Against this backdrop, South Africa’s white maize surplus offers a strategic opportunity to prioritise shipments to deficit countries such as Zimbabwe, Malawi, and Mozambique during their hunger-season peaks. This “region-first” export sequencing could both enhance regional stability and reinforce South Africa’s position as a reliable food supplier within SADC.
By contrast, yellow maize, with higher yields and stronger competitiveness in feed markets, can be directed to international channels where export parity aligns with global price signals.
The macroeconomic and trade effects of this harvest resonate strongly with established economic theory. In a Heckscher-Ohlin framework, South Africa’s relative abundance of arable land and climate resilience underpin its comparative advantage in cereal production. A record maize crop, therefore, pushes the economy outward along its production frontier, increasing its exportable surplus.
Yet by the Stolper-Samuelson theorem, trade openness can create distributive tensions: exporters and capital-intensive agribusinesses capture gains from higher trade volumes, while domestic consumers may experience upward price pressures if export parity pricing dominates.
From a New Keynesian open-economy perspective (Galí, 2008), the supply shock strengthens the exchange rate and moderates inflation, but these stabilising forces hold only if policy frameworks, both trade and monetary, contain volatility in forward markets.
In practice, the challenge is to design export sequencing and risk management rules that maximise foreign exchange gains without undermining welfare at home or food access in the region.
Futures markets signal shifting demand
Risks remain that could undermine the translation of these gains into long-term competitiveness. AMIS fertiliser indices indicate that nitrogen and phosphate prices are still elevated compared to pre-pandemic baselines, raising the cost of planting for 2025/26.
Without proactive procurement strategies such as index-linked contracts and staggered purchasing, margins may erode, jeopardising the sustainability of production.
Similarly, the flattening backwardation in maize futures and the contango in soya bean futures suggest subtle shifts in global demand expectations, underscoring the need for South African exporters to adopt forward-looking hedging practices.
The policy priority is therefore to transform the CEC’s favourable production outlook into a coherent trade and food security strategy. White maize exports should be sequenced in line with SADC humanitarian imperatives, while yellow maize should be allocated flexibly between domestic feed markets and global buyers depending on parity conditions.

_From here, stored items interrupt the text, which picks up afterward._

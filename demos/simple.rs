//! Reading and writing dash text.
//!
//! Run with: cargo run --example simple

use dashdb::DashDb;
use std::error::Error;

const TEXT: &str = "\
kernels-0-name=update_positions
kernels-0-partitioning=x
kernels-0-arguments-0-element size=32
kernels-1-name=update_speed
kernels-1-partitioning=x
meta information=None
";

fn main() -> Result<(), Box<dyn Error>> {
    let mut db: DashDb = TEXT.parse()?;

    for i in 0..db.key("kernels").length() {
        let name = db.key("kernels").index(i).key("name").read_string();
        println!("kernel {}: {}", i, name);
    }

    let size = db
        .key("kernels")
        .index(0)
        .key("arguments")
        .index(0)
        .key("element size")
        .read_int()?;
    println!("first argument is {} bytes", size);

    db.key_mut("kernels").index(2).key("name").write("foo_kernel")?;
    db.key_mut("kernels").index(2).key("enabled").write(true)?;

    println!("\nSaved form:\n{}", db);
    Ok(())
}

Soya beans must increasingly be directed to domestic crushing to reduce reliance on protein meal imports, thereby stabilising the feed-to-food balance. At the same time, fertiliser risk management is critical to safeguard production continuity into the next cycle.
South Africa’s 16.4 million-tonne maize harvest is not just an agricultural statistic but a macro-trade signal. In an environment of volatile global markets and fragile regional food security, a credible balance between export promotion and domestic affordability will be decisive.
If well managed, the surplus can position South African agriculture as both a growth engine in international trade and a stabilising force for regional food systems. Once again, the CEC figures emphasise the resilience and optimistic nature of the South African agricultural sector amidst numerous setbacks.
- Buhlebemvelo Dube is an economist for trade research at the National Agricultural Marketing Council (NAMC). The views and opinions expressed in this article are those of the author and do not necessarily reflect the views or positions of Food For Mzansi.